_INSTRUCTIONS TO FOLLOW_. Give back the data below exactly as it was given.

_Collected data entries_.
● ● ● ● ●

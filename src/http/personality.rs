use crate::{
    errors::HttpError,
    http::{
        mime,
        request::{Parser, Progress, Request},
        response::Response,
        types::{Method, StatusCode},
    },
    limits::ProtocolLimits,
    server::{
        routes::{RequestHandler, Routes},
        session::{Consumed, Session},
    },
    ws::{handshake, socket::WebSocket},
};
use std::{io, path::Path, sync::Arc};
use tracing::{debug, info, warn};

/// The HTTP personality of a connection.
///
/// Frames requests out of the byte stream and answers each one in order,
/// from a registered handler or from the web root.
pub struct Http {
    routes: Arc<Routes>,
    parser: Parser,
    limits: ProtocolLimits,
}

/// What happens to the connection after a request was answered.
enum Flow {
    KeepAlive,
    Close,
    Upgrade(WebSocket),
}

impl Http {
    pub(crate) fn new(routes: Arc<Routes>, limits: &ProtocolLimits) -> Self {
        Self {
            routes,
            parser: Parser::new(&limits.request),
            limits: limits.clone(),
        }
    }

    pub(crate) fn consume(&mut self, session: &mut dyn Session, input: &[u8]) -> Consumed {
        let mut offset = 0;

        while offset < input.len() {
            match self.parser.parse(&input[offset..]) {
                Ok(Progress::Partial) => break,
                Ok(Progress::Complete(used)) => {
                    offset += used;
                    let request = self.parser.take_request();

                    match self.dispatch(session, &request) {
                        Flow::KeepAlive => {}
                        Flow::Close => {
                            session.request_close();
                            return Consumed::Closed;
                        }
                        Flow::Upgrade(socket) => {
                            return Consumed::Upgrade {
                                used: offset,
                                socket,
                            }
                        }
                    }
                }
                Err(kind) => {
                    debug!(error = %kind, "malformed request");
                    let err = HttpError::from(kind);
                    self.send_best_effort(session, &error_response(&err), Method::Get);
                    session.request_close();
                    return Consumed::Closed;
                }
            }
        }

        Consumed::All
    }

    fn dispatch(&self, session: &mut dyn Session, request: &Request) -> Flow {
        debug!(method = %request.method(), path = request.path(), "request");

        match self.answer(session, request) {
            Ok(Flow::KeepAlive) if !request.keep_alive() => Flow::Close,
            Ok(flow) => flow,
            Err(err) => {
                debug!(status = err.status().as_u16(), message = err.message(), "request failed");
                self.send_best_effort(session, &error_response(&err), request.method());
                Flow::Close
            }
        }
    }

    fn answer(&self, session: &mut dyn Session, request: &Request) -> Result<Flow, HttpError> {
        let path = self
            .routes
            .resolve(request.path())
            .ok_or_else(|| HttpError::forbidden("FORBIDDEN: Outside of web scope"))?;

        if request.has_header("upgrade") {
            return match handshake::upgrade(request, &self.routes, &self.limits.websocket) {
                Ok(upgrade) => {
                    self.send(session, &upgrade.response, Method::Get)?;
                    info!(path = request.path(), "websocket connected");
                    Ok(Flow::Upgrade(upgrade.socket))
                }
                Err(response) => {
                    self.send_best_effort(session, &response, request.method());
                    Ok(Flow::Close)
                }
            };
        }

        if let Some(handler) = self.routes.lookup(request.path()) {
            return self.run_handler(session, request, handler);
        }

        self.serve_static(session, request, &path)
    }

    fn run_handler(
        &self,
        session: &mut dyn Session,
        request: &Request,
        handler: &dyn RequestHandler,
    ) -> Result<Flow, HttpError> {
        let response = handler.handle(request).map_err(|err| {
            warn!(path = request.path(), error = %err, "handler failed");
            err
        })?;
        self.send(session, &response, request.method())?;

        Ok(Flow::KeepAlive)
    }

    fn serve_static(
        &self,
        session: &mut dyn Session,
        request: &Request,
        path: &Path,
    ) -> Result<Flow, HttpError> {
        if path.is_dir() {
            if !request.path().ends_with('/') {
                self.send(session, &redirect(request), request.method())?;
                return Ok(Flow::Close);
            }

            if let Some(handler) = self.routes.lookup(&format!("{}index.html", request.path())) {
                return self.run_handler(session, request, handler);
            }

            let index = path.join("index.html");
            if !index.is_file() {
                return Err(HttpError::forbidden("FORBIDDEN: No directory listings"));
            }
            return self.send_file(session, request, &index);
        }

        if !path.exists() {
            return Err(HttpError::not_found("File not found"));
        }
        self.send_file(session, request, path)
    }

    fn send_file(
        &self,
        session: &mut dyn Session,
        request: &Request,
        path: &Path,
    ) -> Result<Flow, HttpError> {
        let unreadable = |err: io::Error| {
            debug!(path = %path.display(), error = %err, "file not readable");
            HttpError::forbidden("FORBIDDEN: Reading file failed")
        };

        let response = Response::new(StatusCode::Ok)
            .mime(mime::from_path(path))
            .file(path)
            .map_err(unreadable)?;
        self.send(session, &response, request.method())
            .map_err(unreadable)?;

        Ok(Flow::KeepAlive)
    }

    /// Serializes the whole response before handing it to the session, so a
    /// failure leaves nothing half-sent.
    fn send(&self, session: &mut dyn Session, response: &Response, method: Method) -> io::Result<()> {
        let limits = &self.limits.response;
        let mut out = Vec::with_capacity(limits.default_capacity);

        response.write_to(&mut out, method, limits.file_chunk_size)?;
        session.send(out);
        Ok(())
    }

    fn send_best_effort(&self, session: &mut dyn Session, response: &Response, method: Method) {
        if let Err(err) = self.send(session, response, method) {
            debug!(error = %err, "failed to serialize response");
        }
    }
}

#[inline]
fn error_response(err: &HttpError) -> Response {
    Response::text(err.status(), err.message())
}

fn redirect(request: &Request) -> Response {
    let raw_path = request.target().split('?').next().unwrap_or_default();
    let location = format!("{raw_path}/");
    let escaped = escape_html(&location);

    Response::new(StatusCode::MovedPermanently)
        .mime(mime::TEXT_HTML)
        .body(format!(
            "<html><body>Redirected: <a href=\"{escaped}\">{escaped}</a></body></html>"
        ))
        .header("Location", location)
}

fn escape_html(src: &str) -> String {
    let mut out = String::with_capacity(src.len());
    for ch in src.chars() {
        match ch {
            '&' => out.push_str("&amp;"),
            '<' => out.push_str("&lt;"),
            '>' => out.push_str("&gt;"),
            '"' => out.push_str("&quot;"),
            _ => out.push(ch),
        }
    }
    out
}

● ● ● ● ●

_RESPONSE FOR THIS EXERCISE_.
filename src/http/personality.rs
use crate::{
    errors::HttpError,
    http::{
        mime,
        request::{Parser, Progress, Request},
        response::Response,
        types::{Method, StatusCode},
    },
    limits::ProtocolLimits,
    server::{
        routes::{RequestHandler, Routes},
        session::{Consumed, Session},
    },
    ws::{handshake, socket::WebSocket},
};
use std::{io, path::Path, sync::Arc};
use tracing::{debug, info, warn};

/// The HTTP personality of a connection.
///
/// Frames requests out of the byte stream and answers each one in order,
/// from a registered handler or from the web root.
pub struct Http {
    routes: Arc<Routes>,
    parser: Parser,
    limits: ProtocolLimits,
}

/// What happens to the connection after a request was answered.
enum Flow {
    KeepAlive,
    Close,
    Upgrade(WebSocket),
}

impl Http {
    pub(crate) fn new(routes: Arc<Routes>, limits: &ProtocolLimits) -> Self {
        Self {
            routes,
            parser: Parser::new(&limits.request),
            limits: limits.clone(),
        }
    }

    pub(crate) fn consume(&mut self, session: &mut dyn Session, input: &[u8]) -> Consumed {
        let mut offset = 0;

        while offset < input.len() {
            match self.parser.parse(&input[offset..]) {
                Ok(Progress::Partial) => break,
                Ok(Progress::Complete(used)) => {
                    offset += used;
                    let request = self.parser.take_request();

                    match self.dispatch(session, &request) {
                        Flow::KeepAlive => {}
                        Flow::Close => {
                            session.request_close();
                            return Consumed::Closed;
                        }
                        Flow::Upgrade(socket) => {
                            return Consumed::Upgrade {
                                used: offset,
                                socket,
                            }
                        }
                    }
                }
                Err(kind) => {
                    debug!(error = %kind, "malformed request");
                    let err = HttpError::from(kind);
                    self.send_best_effort(session, &error_response(&err), Method::Get);
                    session.request_close();
                    return Consumed::Closed;
                }
            }
        }

        Consumed::All
    }

    fn dispatch(&self, session: &mut dyn Session, request: &Request) -> Flow {
        debug!(method = %request.method(), path = request.path(), "request");

        match self.answer(session, request) {
            Ok(Flow::KeepAlive) if !request.keep_alive() => Flow::Close,
            Ok(flow) => flow,
            Err(err) => {
                debug!(status = err.status().as_u16(), message = err.message(), "request failed");
                self.send_best_effort(session, &error_response(&err), request.method());
                Flow::Close
            }
        }
    }

    fn answer(&self, session: &mut dyn Session, request: &Request) -> Result<Flow, HttpError> {
        let path = self
            .routes
            .resolve(request.path())
            .ok_or_else(|| HttpError::forbidden("FORBIDDEN: Outside of web scope"))?;

        if request.has_header("upgrade") {
            return match handshake::upgrade(request, &self.routes, &self.limits.websocket) {
                Ok(upgrade) => {
                    self.send(session, &upgrade.response, Method::Get)?;
                    info!(path = request.path(), "websocket connected");
                    Ok(Flow::Upgrade(upgrade.socket))
                }
                Err(response) => {
                    self.send_best_effort(session, &response, request.method());
                    Ok(Flow::Close)
                }
            };
        }

        if let Some(handler) = self.routes.lookup(request.path()) {
            return self.run_handler(session, request, handler);
        }

        self.serve_static(session, request, &path)
    }

    fn run_handler(
        &self,
        session: &mut dyn Session,
        request: &Request,
        handler: &dyn RequestHandler,
    ) -> Result<Flow, HttpError> {
        let response = handler.handle(request).map_err(|err| {
            warn!(path = request.path(), error = %err, "handler failed");
            err
        })?;
        self.send(session, &response, request.method())?;

        Ok(Flow::KeepAlive)
    }

    fn serve_static(
        &self,
        session: &mut dyn Session,
        request: &Request,
        path: &Path,
    ) -> Result<Flow, HttpError> {
        if path.is_dir() {
            if !request.path().ends_with('/') {
                self.send(session, &redirect(request), request.method())?;
                return Ok(Flow::Close);
            }

            if let Some(handler) = self.routes.lookup(&format!("{}index.html", request.path())) {
                return self.run_handler(session, request, handler);
            }

            let index = path.join("index.html");
            if !index.is_file() {
                return Err(HttpError::forbidden("FORBIDDEN: No directory listings"));
            }
            return self.send_file(session, request, &index);
        }

        if !path.exists() {
            return Err(HttpError::not_found("File not found"));
        }
        self.send_file(session, request, path)
    }

    fn send_file(
        &self,
        session: &mut dyn Session,
        request: &Request,
        path: &Path,
    ) -> Result<Flow, HttpError> {
        let unreadable = |err: io::Error| {
            debug!(path = %path.display(), error = %err, "file not readable");
            HttpError::forbidden("FORBIDDEN: Reading file failed")
        };

        let response = Response::new(StatusCode::Ok)
            .mime(mime::from_path(path))
            .file(path)
            .map_err(unreadable)?;
        self.send(session, &response, request.method())
            .map_err(unreadable)?;

        Ok(Flow::KeepAlive)
    }

    /// Serializes the whole response before handing it to the session, so a
    /// failure leaves nothing half-sent.
    fn send(&self, session: &mut dyn Session, response: &Response, method: Method) -> io::Result<()> {
        let limits = &self.limits.response;
        let mut out = Vec::with_capacity(limits.default_capacity);

        response.write_to(&mut out, method, limits.file_chunk_size)?;
        session.send(out);
        Ok(())
    }

    fn send_best_effort(&self, session: &mut dyn Session, response: &Response, method: Method) {
        if let Err(err) = self.send(session, response, method) {
            debug!(error = %err, "failed to serialize response");
        }
    }
}

#[inline]
fn error_response(err: &HttpError) -> Response {
    Response::text(err.status(), err.message())
}

fn redirect(request: &Request) -> Response {
    let raw_path = request.target().split('?').next().unwrap_or_default();
    let location = format!("{raw_path}/");
    let escaped = escape_html(&location);

    Response::new(StatusCode::MovedPermanently)
        .mime(mime::TEXT_HTML)
        .body(format!(
            "<html><body>Redirected: <a href=\"{escaped}\">{escaped}</a></body></html>"
        ))
        .header("Location", location)
}

fn escape_html(src: &str) -> String {
    let mut out = String::with_capacity(src.len());
    for ch in src.chars() {
        match ch {
            '&' => out.push_str("&amp;"),
            '<' => out.push_str("&lt;"),
            '>' => out.push_str("&gt;"),
            '"' => out.push_str("&quot;"),
            _ => out.push(ch),
        }
    }
    out
}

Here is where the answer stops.